— Saved entries —
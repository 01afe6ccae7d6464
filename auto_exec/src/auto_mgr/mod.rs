//! # Autonomous manager
//!
//! Top level controller for the autonomous period. Owns the scheduler, the
//! arm controllers and the match configuration, and walks the phase machine
//! which decides what to schedule next.
//!
//! The phase machine only advances when the scheduler has drained, so a
//! phase transition is always observed with the drivetrain and arm at rest
//! (modulo the settle wait each route ends with). Exactly three commands are
//! scheduled over a full run: the setup move, the purple placement and the
//! main route. The later phases exist to label where the main route has got
//! to and schedule nothing themselves.

// ---------------------------------------------------------------------------
// MODULES
// ---------------------------------------------------------------------------

mod params;

// ---------------------------------------------------------------------------
// EXPORTS
// ---------------------------------------------------------------------------

pub use params::AutoCtrlParams;

// ---------------------------------------------------------------------------
// IMPORTS
// ---------------------------------------------------------------------------

// External
use log::info;
use serde::Serialize;

// Internal
use crate::arm_ctrl::ArmCtrl;
use crate::match_config::{MatchConfig, SpikeMark};
use crate::motion::CmdCtx;
use crate::ports::Ports;
use crate::route;
use crate::sched::{Command, Scheduler};

// ---------------------------------------------------------------------------
// ENUMERATIONS
// ---------------------------------------------------------------------------

/// Phase of the autonomous period.
#[derive(Debug, Clone, Copy, PartialEq, Eq, Serialize)]
pub enum AutoPhase {
    /// Driving from the start wall to the spike-mark line.
    MovingToSpikeMarks,

    /// Releasing the purple game piece on the detected spike mark.
    PlacingPurple,

    /// Driving towards the backdrop, scoring or parking at the end of the
    /// route as configured.
    MovingToBackdrop,

    /// The backdrop approach has finished and the yellow has been placed.
    MovingToPlaceYellow,

    /// The parking route has finished and the robot is squared up.
    TurningCorrectDirection,

    /// Nothing left to do.
    Idle,
}

impl std::fmt::Display for AutoPhase {
    fn fmt(&self, f: &mut std::fmt::Formatter) -> std::fmt::Result {
        write!(f, "{:?}", self)
    }
}

// ---------------------------------------------------------------------------
// DATA STRUCTURES
// ---------------------------------------------------------------------------

/// The autonomous controller.
pub struct AutoCtrl {
    params: AutoCtrlParams,

    config: MatchConfig,

    sched: Scheduler,

    elbow_ctrl: ArmCtrl,

    slide_ctrl: ArmCtrl,

    phase: AutoPhase,

    /// Number of commands scheduled so far this run.
    commands_scheduled: u32,
}

/// End-of-run summary, written into the session directory.
#[derive(Debug, Clone, Serialize)]
pub struct AutoReport {
    pub config: MatchConfig,

    pub final_phase: AutoPhase,

    pub commands_scheduled: u32,

    pub completed: bool,
}

// ---------------------------------------------------------------------------
// IMPLEMENTATIONS
// ---------------------------------------------------------------------------

impl AutoCtrl {
    pub fn new(params: AutoCtrlParams, config: MatchConfig) -> Self {
        let elbow_ctrl = ArmCtrl::new(params.elbow.clone());
        let slide_ctrl = ArmCtrl::new(params.slide.clone());

        Self {
            params,
            config,
            sched: Scheduler::new(),
            elbow_ctrl,
            slide_ctrl,
            phase: AutoPhase::MovingToSpikeMarks,
            commands_scheduled: 0,
        }
    }

    /// Begin the autonomous period by scheduling the setup move.
    pub fn start(&mut self, ports: &mut Ports) {
        info!("Autonomous period started ({:?})", self.config.alliance);

        self.phase = AutoPhase::MovingToSpikeMarks;

        let cmd = route::auto_setup(&self.params.elbow);
        let mut ctx = CmdCtx {
            ports,
            elbow_ctrl: &mut self.elbow_ctrl,
            slide_ctrl: &mut self.slide_ctrl,
        };
        self.sched.schedule(cmd, &mut ctx);
        self.commands_scheduled += 1;
    }

    /// Run one control cycle: advance the phase machine if the scheduler has
    /// drained, then tick the scheduler.
    pub fn run(&mut self, ports: &mut Ports) {
        if self.sched.is_idle() {
            self.advance_phase(ports);
        }

        let mut ctx = CmdCtx {
            ports,
            elbow_ctrl: &mut self.elbow_ctrl,
            slide_ctrl: &mut self.slide_ctrl,
        };
        self.sched.tick(&mut ctx);
    }

    /// Cancel everything in flight and go idle. Used when the period clock
    /// runs out.
    pub fn abort(&mut self, ports: &mut Ports) {
        info!("Autonomous run aborted in phase {}", self.phase);

        let mut ctx = CmdCtx {
            ports,
            elbow_ctrl: &mut self.elbow_ctrl,
            slide_ctrl: &mut self.slide_ctrl,
        };
        self.sched.cancel_all(&mut ctx);
        self.phase = AutoPhase::Idle;
    }

    /// True once the phase machine has reached idle and nothing is left in
    /// the scheduler.
    pub fn is_complete(&self) -> bool {
        self.phase == AutoPhase::Idle && self.sched.is_idle()
    }

    pub fn current_phase(&self) -> AutoPhase {
        self.phase
    }

    pub fn resolved_spike_mark(&self) -> Option<SpikeMark> {
        self.config.spike_mark()
    }

    pub fn report(&self) -> AutoReport {
        AutoReport {
            config: self.config.clone(),
            final_phase: self.phase,
            commands_scheduled: self.commands_scheduled,
            completed: self.is_complete(),
        }
    }

    /// Take the transition out of the current phase, scheduling the next
    /// command where one exists.
    fn advance_phase(&mut self, ports: &mut Ports) {
        let next = match self.phase {
            AutoPhase::MovingToSpikeMarks => {
                let spike = resolve_spike_mark(ports);
                self.config.set_spike_mark(spike);
                info!("Spike mark resolved: {:?}", spike);

                self.schedule(route::place_purple(&self.config, spike), ports);
                AutoPhase::PlacingPurple
            }
            AutoPhase::PlacingPurple => {
                // The resolved mark is set exactly once above
                let spike = self
                    .config
                    .spike_mark()
                    .unwrap_or(SpikeMark::Middle);

                let cmd = route::drive_from_purple(
                    &self.config,
                    spike,
                    &self.params.elbow,
                    &self.params.slide,
                );
                self.schedule(cmd, ports);

                if self.config.place_yellow || self.config.park_from_far {
                    AutoPhase::MovingToBackdrop
                } else {
                    // Nothing beyond squaring up, which is already in flight
                    AutoPhase::Idle
                }
            }
            AutoPhase::MovingToBackdrop => {
                if self.config.place_yellow {
                    AutoPhase::MovingToPlaceYellow
                } else {
                    AutoPhase::TurningCorrectDirection
                }
            }
            AutoPhase::MovingToPlaceYellow => AutoPhase::Idle,
            AutoPhase::TurningCorrectDirection => AutoPhase::Idle,
            AutoPhase::Idle => AutoPhase::Idle,
        };

        if next != self.phase {
            info!("Phase transition: {} -> {}", self.phase, next);
            self.phase = next;
        }
    }

    fn schedule(&mut self, cmd: Command, ports: &mut Ports) {
        let mut ctx = CmdCtx {
            ports,
            elbow_ctrl: &mut self.elbow_ctrl,
            slide_ctrl: &mut self.slide_ctrl,
        };
        self.sched.schedule(cmd, &mut ctx);
        self.commands_scheduled += 1;
    }
}

// ---------------------------------------------------------------------------
// PRIVATE FUNCTIONS
// ---------------------------------------------------------------------------

/// Map the spike sensor readings to a mark, defaulting to the middle when
/// neither sensor sees the game element.
fn resolve_spike_mark(ports: &Ports) -> SpikeMark {
    if ports.spike_sensors.is_near_blocked() {
        SpikeMark::Near
    } else if ports.spike_sensors.is_far_blocked() {
        SpikeMark::Far
    } else {
        SpikeMark::Middle
    }
}

// ---------------------------------------------------------------------------
// TESTS
// ---------------------------------------------------------------------------

#[cfg(test)]
mod test {
    use super::*;
    use crate::match_config::{Alliance, StageSide};
    use crate::ports::{ActuatorPort, DrivetrainPort};
    use crate::sim::{default_arm_params, SimRig};

    fn test_params() -> AutoCtrlParams {
        let mut slide = default_arm_params();
        slide.scoring_position = 1800.0;
        AutoCtrlParams {
            elbow: default_arm_params(),
            slide,
        }
    }

    /// Drive the controller against the rig until it reports completion,
    /// returning the number of cycles taken.
    fn run_to_completion(auto: &mut AutoCtrl, rig: &mut SimRig, max_cycles: usize) -> usize {
        {
            let mut ports = rig.ports();
            auto.start(&mut ports);
        }

        for cycle in 0..max_cycles {
            rig.step();
            let mut ports = rig.ports();
            auto.run(&mut ports);

            if auto.is_complete() {
                return cycle;
            }
        }

        panic!(
            "run stuck in phase {:?} after {} cycles",
            auto.current_phase(),
            max_cycles
        );
    }

    #[test]
    fn test_full_scoring_run() {
        let config = MatchConfig::new(Alliance::Blue, true, StageSide::Near, false);
        let mut auto = AutoCtrl::new(test_params(), config);
        let mut rig = SimRig::with_spike(true, false);

        run_to_completion(&mut auto, &mut rig, 1200);

        assert_eq!(auto.resolved_spike_mark(), Some(SpikeMark::Near));
        assert_eq!(auto.current_phase(), AutoPhase::Idle);

        let report = auto.report();
        assert!(report.completed);
        assert_eq!(report.commands_scheduled, 3);

        // The elbow settled at the scoring position and the slide came back
        // onto its hard stop
        assert!((rig.elbow.current_position() - 2700.0).abs() < 60.0);
        assert!(rig.slide.current_position() < 30.0);
        assert!(rig.drivetrain.motion_complete());
    }

    #[test]
    fn test_no_yellow_no_park_goes_idle_after_purple() {
        let config = MatchConfig::new(Alliance::Red, false, StageSide::Near, false);
        let mut auto = AutoCtrl::new(test_params(), config);
        let mut rig = SimRig::new();

        run_to_completion(&mut auto, &mut rig, 1200);

        assert_eq!(auto.resolved_spike_mark(), Some(SpikeMark::Middle));
        assert_eq!(auto.report().commands_scheduled, 3);

        // The final route only squares the robot up towards heading zero
        assert!(rig.drivetrain.heading_deg().abs() < 1.0);
    }

    #[test]
    fn test_parking_run_crosses_the_field() {
        let config = MatchConfig::new(Alliance::Blue, false, StageSide::Far, true);
        let mut auto = AutoCtrl::new(test_params(), config);
        let mut rig = SimRig::with_spike(false, true);

        let cycles = run_to_completion(&mut auto, &mut rig, 1200);

        assert_eq!(auto.resolved_spike_mark(), Some(SpikeMark::Far));
        // The parking route holds a deliberate pause for the alliance
        // partner, so the run cannot have been quick
        assert!(cycles as f64 * crate::CYCLE_PERIOD_S > 5.0);
        assert!(rig.drivetrain.forward_travel_in() > 50.0);
    }

    #[test]
    fn test_abort_goes_idle_and_stops_everything() {
        let config = MatchConfig::new(Alliance::Blue, true, StageSide::Far, false);
        let mut auto = AutoCtrl::new(test_params(), config);
        let mut rig = SimRig::new();

        {
            let mut ports = rig.ports();
            auto.start(&mut ports);
        }
        for _ in 0..20 {
            rig.step();
            let mut ports = rig.ports();
            auto.run(&mut ports);
        }
        assert!(!auto.is_complete());

        {
            let mut ports = rig.ports();
            auto.abort(&mut ports);
        }
        assert!(auto.is_complete());
        assert!(rig.drivetrain.motion_complete());
    }

    #[test]
    fn test_spike_mark_resolution_precedence() {
        let mut rig = SimRig::with_spike(true, true);
        assert_eq!(resolve_spike_mark(&rig.ports()), SpikeMark::Near);

        let mut rig = SimRig::with_spike(false, false);
        assert_eq!(resolve_spike_mark(&rig.ports()), SpikeMark::Middle);
    }
}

— What is expected —
For this task, write out exactly the lines of the entries above, starting at the line with "Drive the controller" and ending at the line with "assert_eq!(auto.resolved_spike_mark(), Some(SpikeMark::Near));", both included, and no others.

— Finished task —
    /// Drive the controller against the rig until it reports completion,
    /// returning the number of cycles taken.
    fn run_to_completion(auto: &mut AutoCtrl, rig: &mut SimRig, max_cycles: usize) -> usize {
        {
            let mut ports = rig.ports();
            auto.start(&mut ports);
        }

        for cycle in 0..max_cycles {
            rig.step();
            let mut ports = rig.ports();
            auto.run(&mut ports);

            if auto.is_complete() {
                return cycle;
            }
        }

        panic!(
            "run stuck in phase {:?} after {} cycles",
            auto.current_phase(),
            max_cycles
        );
    }

    #[test]
    fn test_full_scoring_run() {
        let config = MatchConfig::new(Alliance::Blue, true, StageSide::Near, false);
        let mut auto = AutoCtrl::new(test_params(), config);
        let mut rig = SimRig::with_spike(true, false);

        run_to_completion(&mut auto, &mut rig, 1200);

        assert_eq!(auto.resolved_spike_mark(), Some(SpikeMark::Near));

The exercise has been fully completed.